WHAT TO DO —
Return every entry exactly.

[Collected data entries]
use crate::{
    api::{employee, ffp, salary, vacation},
    auth::{handlers, middleware::auth_middleware},
    config::Config,
};
use actix_governor::{
    Governor, GovernorConfigBuilder, PeerIpKeyExtractor, governor::middleware::NoOpMiddleware,
};
use actix_web::{middleware::from_fn, web};
use std::sync::Arc;

/// Limiter allowing `requests_per_min` requests per client IP, refilled evenly.
fn build_limiter(requests_per_min: u32) -> Option<Governor<PeerIpKeyExtractor, NoOpMiddleware>> {
    let requests_per_min = requests_per_min.max(1);
    let per_ms = (60_000 / u64::from(requests_per_min)).max(1);
    GovernorConfigBuilder::default()
        .milliseconds_per_request(per_ms)
        .burst_size(requests_per_min)
        .key_extractor(PeerIpKeyExtractor)
        .finish()
        .map(|cfg| Governor::new(&cfg))
}

type Limiter = Arc<Governor<PeerIpKeyExtractor, NoOpMiddleware>>;

/// Per-IP limiters, built once and shared by all workers.
#[derive(Clone)]
pub struct RateLimiters {
    login: Limiter,
    refresh: Limiter,
    protected: Limiter,
}

impl RateLimiters {
    pub fn from_config(config: &Config) -> anyhow::Result<Self> {
        let limiter = |per_min: u32, name: &str| {
            build_limiter(per_min)
                .map(Arc::new)
                .ok_or_else(|| anyhow::anyhow!("invalid rate limit for {name}: {per_min}"))
        };
        Ok(Self {
            login: limiter(config.rate_login_per_min, "RATE_LOGIN_PER_MIN")?,
            refresh: limiter(config.rate_refresh_per_min, "RATE_REFRESH_PER_MIN")?,
            protected: limiter(config.rate_protected_per_min, "RATE_PROTECTED_PER_MIN")?,
        })
    }
}

pub fn configure(cfg: &mut web::ServiceConfig, config: &Config, limiters: &RateLimiters) {
    // Public routes
    cfg.service(
        web::scope("/auth")
            .service(
                web::resource("/login")
                    .wrap(limiters.login.clone())
                    .route(web::post().to(handlers::login)),
            )
            .service(
                web::resource("/refresh")
                    .wrap(limiters.refresh.clone())
                    .route(web::post().to(handlers::refresh_token)),
            )
            .service(
                web::resource("/logout")
                    .wrap(limiters.refresh.clone())
                    .route(web::post().to(handlers::logout)),
            ),
    );

    // Protected routes
    cfg.service(
        web::scope(&config.api_prefix)
            .wrap(from_fn(auth_middleware))
            .wrap(limiters.protected.clone())
            .service(web::resource("/users").route(web::post().to(handlers::create_user)))
            .service(
                web::scope("/employee")
                    .service(
                        web::resource("")
                            .route(web::post().to(employee::create_employee))
                            .route(web::get().to(employee::list_employees)),
                    )
                    .service(
                        web::resource("/{id}")
                            .route(web::put().to(employee::update_employee))
                            .route(web::get().to(employee::get_employee))
                            .route(web::delete().to(employee::delete_employee)),
                    )
                    .service(
                        web::resource("/{id}/leave-account")
                            .route(web::get().to(employee::leave_account)),
                    ),
            )
            .service(
                web::scope("/vacation")
                    .service(
                        web::resource("")
                            .route(web::get().to(vacation::list_vacations))
                            .route(web::post().to(vacation::create_vacation)),
                    )
                    // before /{id}
                    .service(
                        web::resource("/available").route(web::get().to(vacation::available_days)),
                    )
                    .service(
                        web::resource("/{id}")
                            .route(web::get().to(vacation::get_vacation))
                            .route(web::put().to(vacation::update_vacation))
                            .route(web::delete().to(vacation::delete_vacation)),
                    )
                    .service(
                        web::resource("/{id}/approve")
                            .route(web::put().to(vacation::approve_vacation)),
                    )
                    .service(
                        web::resource("/{id}/reject")
                            .route(web::put().to(vacation::reject_vacation)),
                    ),
            )
            .service(
                web::scope("/salary")
                    .service(web::resource("").route(web::get().to(salary::list_salaries)))
                    .service(
                        web::resource("/import").route(web::post().to(salary::import_preview)),
                    )
                    .service(
                        web::resource("/import/{storage_id}")
                            .route(web::get().to(salary::get_import)),
                    )
                    .service(
                        web::resource("/import/{storage_id}/commit")
                            .route(web::post().to(salary::commit_import)),
                    )
                    .service(web::resource("/{id}").route(web::get().to(salary::get_salary))),
            )
            .service(
                web::scope("/ffp")
                    .service(
                        web::resource("/event")
                            .route(web::post().to(ffp::create_event))
                            .route(web::get().to(ffp::list_events)),
                    )
                    .service(web::resource("/event/{id}").route(web::get().to(ffp::get_event)))
                    .service(
                        web::resource("/event/{id}/finish")
                            .route(web::post().to(ffp::finish_event)),
                    )
                    .service(web::resource("/debt").route(web::get().to(ffp::debt_list)))
                    .service(
                        web::resource("/debt/{id}/approve")
                            .route(web::put().to(ffp::approve_debt)),
                    ),
            ),
    );
}

// LOGIN
//  ├─ access_token (ACCESS_TOKEN_TTL)
//  └─ refresh_token (REFRESH_TOKEN_TTL)
//
// API REQUEST
//  └─ Authorization: Bearer access_token
//
// ACCESS EXPIRED
//  └─ POST /auth/refresh with refresh_token
//       └─ returns a new token pair, the old refresh token is revoked

#[cfg(test)]
mod tests {
    use super::*;

    #[test]
    fn limiter_accepts_configured_rates() {
        assert!(build_limiter(5).is_some());
        assert!(build_limiter(120_000).is_some());
    }

    #[test]
    fn zero_rate_falls_back_to_one_per_minute() {
        assert!(build_limiter(0).is_some());
    }
}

RESPONSE TO THE EXERCISE —
use crate::{
    api::{employee, ffp, salary, vacation},
    auth::{handlers, middleware::auth_middleware},
    config::Config,
};
use actix_governor::{
    Governor, GovernorConfigBuilder, PeerIpKeyExtractor, governor::middleware::NoOpMiddleware,
};
use actix_web::{middleware::from_fn, web};
use std::sync::Arc;

/// Limiter allowing `requests_per_min` requests per client IP, refilled evenly.
fn build_limiter(requests_per_min: u32) -> Option<Governor<PeerIpKeyExtractor, NoOpMiddleware>> {
    let requests_per_min = requests_per_min.max(1);
    let per_ms = (60_000 / u64::from(requests_per_min)).max(1);
    GovernorConfigBuilder::default()
        .milliseconds_per_request(per_ms)
        .burst_size(requests_per_min)
        .key_extractor(PeerIpKeyExtractor)
        .finish()
        .map(|cfg| Governor::new(&cfg))
}

type Limiter = Arc<Governor<PeerIpKeyExtractor, NoOpMiddleware>>;

/// Per-IP limiters, built once and shared by all workers.
#[derive(Clone)]
pub struct RateLimiters {
    login: Limiter,
    refresh: Limiter,
    protected: Limiter,
}

impl RateLimiters {
    pub fn from_config(config: &Config) -> anyhow::Result<Self> {
        let limiter = |per_min: u32, name: &str| {
            build_limiter(per_min)
                .map(Arc::new)
                .ok_or_else(|| anyhow::anyhow!("invalid rate limit for {name}: {per_min}"))
        };
        Ok(Self {
            login: limiter(config.rate_login_per_min, "RATE_LOGIN_PER_MIN")?,
            refresh: limiter(config.rate_refresh_per_min, "RATE_REFRESH_PER_MIN")?,
            protected: limiter(config.rate_protected_per_min, "RATE_PROTECTED_PER_MIN")?,
        })
    }
}

pub fn configure(cfg: &mut web::ServiceConfig, config: &Config, limiters: &RateLimiters) {
    // Public routes
    cfg.service(
        web::scope("/auth")
            .service(
                web::resource("/login")
                    .wrap(limiters.login.clone())
                    .route(web::post().to(handlers::login)),
            )
            .service(
                web::resource("/refresh")
                    .wrap(limiters.refresh.clone())
                    .route(web::post().to(handlers::refresh_token)),
            )
            .service(
                web::resource("/logout")
                    .wrap(limiters.refresh.clone())
                    .route(web::post().to(handlers::logout)),
            ),
    );

    // Protected routes
    cfg.service(
        web::scope(&config.api_prefix)
            .wrap(from_fn(auth_middleware))
            .wrap(limiters.protected.clone())
            .service(web::resource("/users").route(web::post().to(handlers::create_user)))
            .service(
                web::scope("/employee")
                    .service(
                        web::resource("")
                            .route(web::post().to(employee::create_employee))
                            .route(web::get().to(employee::list_employees)),
                    )
                    .service(
                        web::resource("/{id}")
                            .route(web::put().to(employee::update_employee))
                            .route(web::get().to(employee::get_employee))
                            .route(web::delete().to(employee::delete_employee)),
                    )
                    .service(
                        web::resource("/{id}/leave-account")
                            .route(web::get().to(employee::leave_account)),
                    ),
            )
            .service(
                web::scope("/vacation")
                    .service(
                        web::resource("")
                            .route(web::get().to(vacation::list_vacations))
                            .route(web::post().to(vacation::create_vacation)),
                    )
                    // before /{id}
                    .service(
                        web::resource("/available").route(web::get().to(vacation::available_days)),
                    )
                    .service(
                        web::resource("/{id}")
                            .route(web::get().to(vacation::get_vacation))
                            .route(web::put().to(vacation::update_vacation))
                            .route(web::delete().to(vacation::delete_vacation)),
                    )
                    .service(
                        web::resource("/{id}/approve")
                            .route(web::put().to(vacation::approve_vacation)),
                    )
                    .service(
                        web::resource("/{id}/reject")
                            .route(web::put().to(vacation::reject_vacation)),
                    ),
            )
            .service(
                web::scope("/salary")
                    .service(web::resource("").route(web::get().to(salary::list_salaries)))
                    .service(
                        web::resource("/import").route(web::post().to(salary::import_preview)),
                    )
                    .service(
                        web::resource("/import/{storage_id}")
                            .route(web::get().to(salary::get_import)),
                    )
                    .service(
                        web::resource("/import/{storage_id}/commit")
                            .route(web::post().to(salary::commit_import)),
                    )
                    .service(web::resource("/{id}").route(web::get().to(salary::get_salary))),
            )
            .service(
                web::scope("/ffp")
                    .service(
                        web::resource("/event")
                            .route(web::post().to(ffp::create_event))
                            .route(web::get().to(ffp::list_events)),
                    )
                    .service(web::resource("/event/{id}").route(web::get().to(ffp::get_event)))
                    .service(
                        web::resource("/event/{id}/finish")
                            .route(web::post().to(ffp::finish_event)),
                    )
                    .service(web::resource("/debt").route(web::get().to(ffp::debt_list)))
                    .service(
                        web::resource("/debt/{id}/approve")
                            .route(web::put().to(ffp::approve_debt)),
                    ),
            ),
    );
}

// LOGIN
//  ├─ access_token (ACCESS_TOKEN_TTL)
//  └─ refresh_token (REFRESH_TOKEN_TTL)
//
// API REQUEST
//  └─ Authorization: Bearer access_token
//
// ACCESS EXPIRED
//  └─ POST /auth/refresh with refresh_token
//       └─ returns a new token pair, the old refresh token is revoked

#[cfg(test)]
mod tests {
    use super::*;

    #[test]
    fn limiter_accepts_configured_rates() {
        assert!(build_limiter(5).is_some());
        assert!(build_limiter(120_000).is_some());
    }

    #[test]
    fn zero_rate_falls_back_to_one_per_minute() {
        assert!(build_limiter(0).is_some());
    }
}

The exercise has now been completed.